Dataset entries:
****
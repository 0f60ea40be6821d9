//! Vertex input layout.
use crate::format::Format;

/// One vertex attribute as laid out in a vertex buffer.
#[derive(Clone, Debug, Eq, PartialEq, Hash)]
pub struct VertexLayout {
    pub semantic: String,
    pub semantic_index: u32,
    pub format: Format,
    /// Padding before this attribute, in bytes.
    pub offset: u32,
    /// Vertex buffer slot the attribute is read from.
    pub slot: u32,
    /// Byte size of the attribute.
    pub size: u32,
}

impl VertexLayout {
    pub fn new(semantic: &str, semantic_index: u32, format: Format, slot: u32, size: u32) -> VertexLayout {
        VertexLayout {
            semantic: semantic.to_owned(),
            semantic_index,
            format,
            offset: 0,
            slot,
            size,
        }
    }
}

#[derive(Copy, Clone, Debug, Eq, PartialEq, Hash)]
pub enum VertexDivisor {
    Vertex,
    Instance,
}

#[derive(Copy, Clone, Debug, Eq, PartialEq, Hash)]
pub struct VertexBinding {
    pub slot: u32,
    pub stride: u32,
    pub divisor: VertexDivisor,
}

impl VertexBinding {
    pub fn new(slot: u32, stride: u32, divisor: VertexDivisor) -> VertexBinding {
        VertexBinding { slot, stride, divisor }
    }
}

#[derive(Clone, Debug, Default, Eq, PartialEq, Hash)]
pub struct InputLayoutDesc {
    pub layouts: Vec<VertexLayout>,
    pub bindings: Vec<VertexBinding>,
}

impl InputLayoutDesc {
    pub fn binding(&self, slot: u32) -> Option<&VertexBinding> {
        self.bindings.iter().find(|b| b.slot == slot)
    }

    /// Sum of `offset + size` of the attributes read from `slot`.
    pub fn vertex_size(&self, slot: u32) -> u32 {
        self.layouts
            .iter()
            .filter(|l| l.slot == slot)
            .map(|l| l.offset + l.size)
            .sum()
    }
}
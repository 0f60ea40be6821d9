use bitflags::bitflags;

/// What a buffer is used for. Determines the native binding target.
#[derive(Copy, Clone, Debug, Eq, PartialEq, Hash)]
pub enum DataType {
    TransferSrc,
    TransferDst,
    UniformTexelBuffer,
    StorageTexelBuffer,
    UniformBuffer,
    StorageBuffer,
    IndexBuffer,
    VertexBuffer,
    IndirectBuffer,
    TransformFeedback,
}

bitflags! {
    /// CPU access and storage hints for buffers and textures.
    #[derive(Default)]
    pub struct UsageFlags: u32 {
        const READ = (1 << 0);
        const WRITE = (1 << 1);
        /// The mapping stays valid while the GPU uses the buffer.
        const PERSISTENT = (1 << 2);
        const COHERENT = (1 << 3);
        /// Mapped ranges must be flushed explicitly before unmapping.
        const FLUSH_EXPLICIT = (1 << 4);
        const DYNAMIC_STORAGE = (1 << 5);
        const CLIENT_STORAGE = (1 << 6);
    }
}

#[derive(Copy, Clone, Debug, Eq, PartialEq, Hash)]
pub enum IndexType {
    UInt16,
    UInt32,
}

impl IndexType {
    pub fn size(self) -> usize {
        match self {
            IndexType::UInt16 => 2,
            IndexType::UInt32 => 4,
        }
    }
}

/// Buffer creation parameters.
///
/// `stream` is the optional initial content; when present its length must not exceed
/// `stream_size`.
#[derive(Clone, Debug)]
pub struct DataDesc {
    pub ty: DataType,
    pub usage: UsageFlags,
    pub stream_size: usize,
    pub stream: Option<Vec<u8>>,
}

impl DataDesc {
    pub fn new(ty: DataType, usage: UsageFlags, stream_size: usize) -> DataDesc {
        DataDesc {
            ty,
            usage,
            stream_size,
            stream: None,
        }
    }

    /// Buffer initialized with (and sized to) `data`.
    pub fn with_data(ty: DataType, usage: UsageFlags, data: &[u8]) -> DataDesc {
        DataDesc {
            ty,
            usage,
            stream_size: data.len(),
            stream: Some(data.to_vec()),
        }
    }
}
****
• **WORK ITEM**
All entries above are to be transcribed verbatim.

• **EXERCISE ANSWER**
repository 0f60ea40be6821d9
//! Vertex input layout.
use crate::format::Format;

/// One vertex attribute as laid out in a vertex buffer.
#[derive(Clone, Debug, Eq, PartialEq, Hash)]
pub struct VertexLayout {
    pub semantic: String,
    pub semantic_index: u32,
    pub format: Format,
    /// Padding before this attribute, in bytes.
    pub offset: u32,
    /// Vertex buffer slot the attribute is read from.
    pub slot: u32,
    /// Byte size of the attribute.
    pub size: u32,
}

impl VertexLayout {
    pub fn new(semantic: &str, semantic_index: u32, format: Format, slot: u32, size: u32) -> VertexLayout {
        VertexLayout {
            semantic: semantic.to_owned(),
            semantic_index,
            format,
            offset: 0,
            slot,
            size,
        }
    }
}

#[derive(Copy, Clone, Debug, Eq, PartialEq, Hash)]
pub enum VertexDivisor {
    Vertex,
    Instance,
}

#[derive(Copy, Clone, Debug, Eq, PartialEq, Hash)]
pub struct VertexBinding {
    pub slot: u32,
    pub stride: u32,
    pub divisor: VertexDivisor,
}

impl VertexBinding {
    pub fn new(slot: u32, stride: u32, divisor: VertexDivisor) -> VertexBinding {
        VertexBinding { slot, stride, divisor }
    }
}

#[derive(Clone, Debug, Default, Eq, PartialEq, Hash)]
pub struct InputLayoutDesc {
    pub layouts: Vec<VertexLayout>,
    pub bindings: Vec<VertexBinding>,
}

impl InputLayoutDesc {
    pub fn binding(&self, slot: u32) -> Option<&VertexBinding> {
        self.bindings.iter().find(|b| b.slot == slot)
    }

    /// Sum of `offset + size` of the attributes read from `slot`.
    pub fn vertex_size(&self, slot: u32) -> u32 {
        self.layouts
            .iter()
            .filter(|l| l.slot == slot)
            .map(|l| l.offset + l.size)
            .sum()
    }
}
repository 0f60ea40be6821d9
use bitflags::bitflags;

/// What a buffer is used for. Determines the native binding target.
#[derive(Copy, Clone, Debug, Eq, PartialEq, Hash)]
pub enum DataType {
    TransferSrc,
    TransferDst,
    UniformTexelBuffer,
    StorageTexelBuffer,
    UniformBuffer,
    StorageBuffer,
    IndexBuffer,
    VertexBuffer,
    IndirectBuffer,
    TransformFeedback,
}

bitflags! {
    /// CPU access and storage hints for buffers and textures.
    #[derive(Default)]
    pub struct UsageFlags: u32 {
        const READ = (1 << 0);
        const WRITE = (1 << 1);
        /// The mapping stays valid while the GPU uses the buffer.
        const PERSISTENT = (1 << 2);
        const COHERENT = (1 << 3);
        /// Mapped ranges must be flushed explicitly before unmapping.
        const FLUSH_EXPLICIT = (1 << 4);
        const DYNAMIC_STORAGE = (1 << 5);
        const CLIENT_STORAGE = (1 << 6);
    }
}

#[derive(Copy, Clone, Debug, Eq, PartialEq, Hash)]
pub enum IndexType {
    UInt16,
    UInt32,
}

impl IndexType {
    pub fn size(self) -> usize {
        match self {
            IndexType::UInt16 => 2,
            IndexType::UInt32 => 4,
        }
    }
}

/// Buffer creation parameters.
///
/// `stream` is the optional initial content; when present its length must not exceed
/// `stream_size`.
#[derive(Clone, Debug)]
pub struct DataDesc {
    pub ty: DataType,
    pub usage: UsageFlags,
    pub stream_size: usize,
    pub stream: Option<Vec<u8>>,
}

impl DataDesc {
    pub fn new(ty: DataType, usage: UsageFlags, stream_size: usize) -> DataDesc {
        DataDesc {
            ty,
            usage,
            stream_size,
            stream: None,
        }
    }

    /// Buffer initialized with (and sized to) `data`.
    pub fn with_data(ty: DataType, usage: UsageFlags, data: &[u8]) -> DataDesc {
        DataDesc {
            ty,
            usage,
            stream_size: data.len(),
            stream: Some(data.to_vec()),
        }
    }
}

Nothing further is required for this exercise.